Figure 4. Variations of FP, AP, and FIP of the immobilized platelets versus fluid shear stress. All the platelets on substrates coated with WTA1, R1308L, or G1324S were preloaded with fluid shear stress τw for mechanical stimulus times of 1, 2, 4, and 8 min. The mean P-selectin-positive platelet fraction FP was plotted against fluid shear stress τw for platelet on WTA1, R1308L, and G1324S (A–C), respectively, and so did either the mean of P-selectin coverage area AP in (D–F) or the normalized platelet P-selectin fluorescence intensity FIP in (G–I). All data are shown as the mean ± SEM from at least three independent experiments and analyzed by two-way ANOVA for multiple comparisons; *p < 0.05, **p < 0.01, ***p < 0.001; NS, not significant compared with the 1-min group.

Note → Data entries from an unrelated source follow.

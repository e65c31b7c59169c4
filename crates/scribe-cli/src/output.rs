use std::io::Write;
use std::path::Path;

use owo_colors::OwoColorize;
use scribe_core::{ExtractError, Outcome};
use scribe_ingest::StrategyStatus;

/// Whether to use colored output.
#[derive(Debug, Clone, Copy)]
pub struct ColorMode(pub bool);

impl ColorMode {
    pub fn enabled(&self) -> bool {
        self.0
    }
}

/// Print the strategy table for `scribe strategies`.
pub fn print_strategies(
    w: &mut dyn Write,
    statuses: &[StrategyStatus],
    color: ColorMode,
) -> std::io::Result<()> {
    writeln!(w, "PDF strategies (in the order they are tried):")?;
    writeln!(w)?;
    for status in statuses {
        let id = format!("{:<12}", status.kind.id());
        match (status.available, color.enabled()) {
            (true, true) => writeln!(w, "  {} {} {}", "✓".green(), id.bold(), status.detail)?,
            (true, false) => writeln!(w, "  [ok] {} {}", id, status.detail)?,
            (false, true) => writeln!(
                w,
                "  {} {} {}",
                "✗".red(),
                id.dimmed(),
                status.detail.dimmed()
            )?,
            (false, false) => writeln!(w, "  [--] {} {}", id, status.detail)?,
        }
    }
    Ok(())
}

pub fn print_saved(
    w: &mut dyn Write,
    path: &Path,
    chars: usize,
    color: ColorMode,
) -> std::io::Result<()> {
    if color.enabled() {
        writeln!(w, "{} {} characters to {}", "Wrote".green(), chars, path.display())
    } else {
        writeln!(w, "Wrote {} characters to {}", chars, path.display())
    }
}

/// Print an extraction error. With `verbose`, every strategy attempt of a
/// failed PDF extraction is listed as well.
pub fn print_failure(
    w: &mut dyn Write,
    err: &ExtractError,
    verbose: bool,
    color: ColorMode,
) -> std::io::Result<()> {
    if color.enabled() {
        writeln!(w, "{} {}", "error:".red().bold(), err)?;
    } else {
        writeln!(w, "error: {}", err)?;
    }

    let ExtractError::ExtractionFailed(report) = err else {
        return Ok(());
    };
    if !verbose {
        return Ok(());
    }

    writeln!(w)?;
    writeln!(w, "Attempts:")?;
    if report.attempts.is_empty() {
        writeln!(w, "  (none)")?;
    }
    for attempt in &report.attempts {
        let detail = match &attempt.outcome {
            Outcome::Empty => "no text".to_string(),
            Outcome::Failed(msg) => msg.clone(),
        };
        if color.enabled() {
            writeln!(w, "  {} {}", attempt.kind.yellow(), detail)?;
        } else {
            writeln!(w, "  {} {}", attempt.kind, detail)?;
        }
    }
    if !report.unavailable.is_empty() {
        writeln!(w, "Unavailable:")?;
        for missing in &report.unavailable {
            writeln!(w, "  {} {}", missing.name, missing.reason)?;
        }
    }
    Ok(())
}

#[cfg(test)]
mod tests {
    use super::*;
    use scribe_core::{Attempt, FailureReport, StrategyKind, Unavailable};

    fn render(f: impl FnOnce(&mut Vec<u8>) -> std::io::Result<()>) -> String {
        let mut buf = Vec::new();
        f(&mut buf).unwrap();
        String::from_utf8(buf).unwrap()
    }

    fn report() -> ExtractError {
        ExtractError::ExtractionFailed(FailureReport {
            attempts: vec![
                Attempt {
                    kind: StrategyKind::TextLayer,
                    outcome: Outcome::Empty,
                },
                Attempt {
                    kind: StrategyKind::RasterOcr,
                    outcome: Outcome::Failed("tesseract exited 1".into()),
                },
            ],
            unavailable: vec![Unavailable::strategy(
                StrategyKind::HostedOcr,
                "no Mistral API key configured",
                "set MISTRAL_API_KEY",
            )],
        })
    }

    #[test]
    fn attempts_only_with_verbose() {
        let quiet = render(|w| print_failure(w, &report(), false, ColorMode(false)));
        assert!(quiet.starts_with("error: Unable to extract text from PDF."));
        assert!(!quiet.contains("Attempts:"));

        let loud = render(|w| print_failure(w, &report(), true, ColorMode(false)));
        assert!(loud.contains("  text-layer no text"));
        assert!(loud.contains("  raster-ocr tesseract exited 1"));
        assert!(loud.contains("  hosted-ocr no Mistral API key configured"));
    }

    #[test]
    fn strategy_table_plain() {
        let statuses = vec![
            StrategyStatus {
                kind: StrategyKind::TextLayer,
                available: true,
                detail: "embedded text layer only".into(),
            },
            StrategyStatus {
                kind: StrategyKind::HostedOcr,
                available: false,
                detail: "no key; set MISTRAL_API_KEY".into(),
            },
        ];
        let out = render(|w| print_strategies(w, &statuses, ColorMode(false)));
        assert!(out.contains("[ok] text-layer   embedded text layer only"));
        assert!(out.contains("[--] hosted-ocr   no key; set MISTRAL_API_KEY"));
    }
}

VWF-Induced Platelet P-Selectin Translocation Under Flows Could Be Correlated With Shear Stress Accumulation
Similar effects of fluid shear stress τw and mechanical stimulus time T on the VWF-A1-induced platelet P-selectin translocation were shown not only in FP ∼ τw and AP ∼ τw curves for each given T (Figure 4) but also in FP ∼ T and AP ∼ T curves for each given τw (Supplementary Figure 4). It indicated that τw and T might be similar in terms of efficacy but not independent in regulating the platelet P-selectin translocation despite that they were two independent determinants in the mechanical stimulus. These similar but synergistic effects of τw and T hinted that the shear stress accumulation, which denoted mechanical stimulus intensity and was the product of τw and T, might be a suitable biophysical parameter in scaling with the synergistic effects of τw and T on platelet P-selectin translocation (Sheriff et al., 2016). To examine this assumption, FP, AP, and FIP were plotted against SSA for platelets on immobilized VWF-A1 (WTA1, R1308L, and G1324S) (Figure 5).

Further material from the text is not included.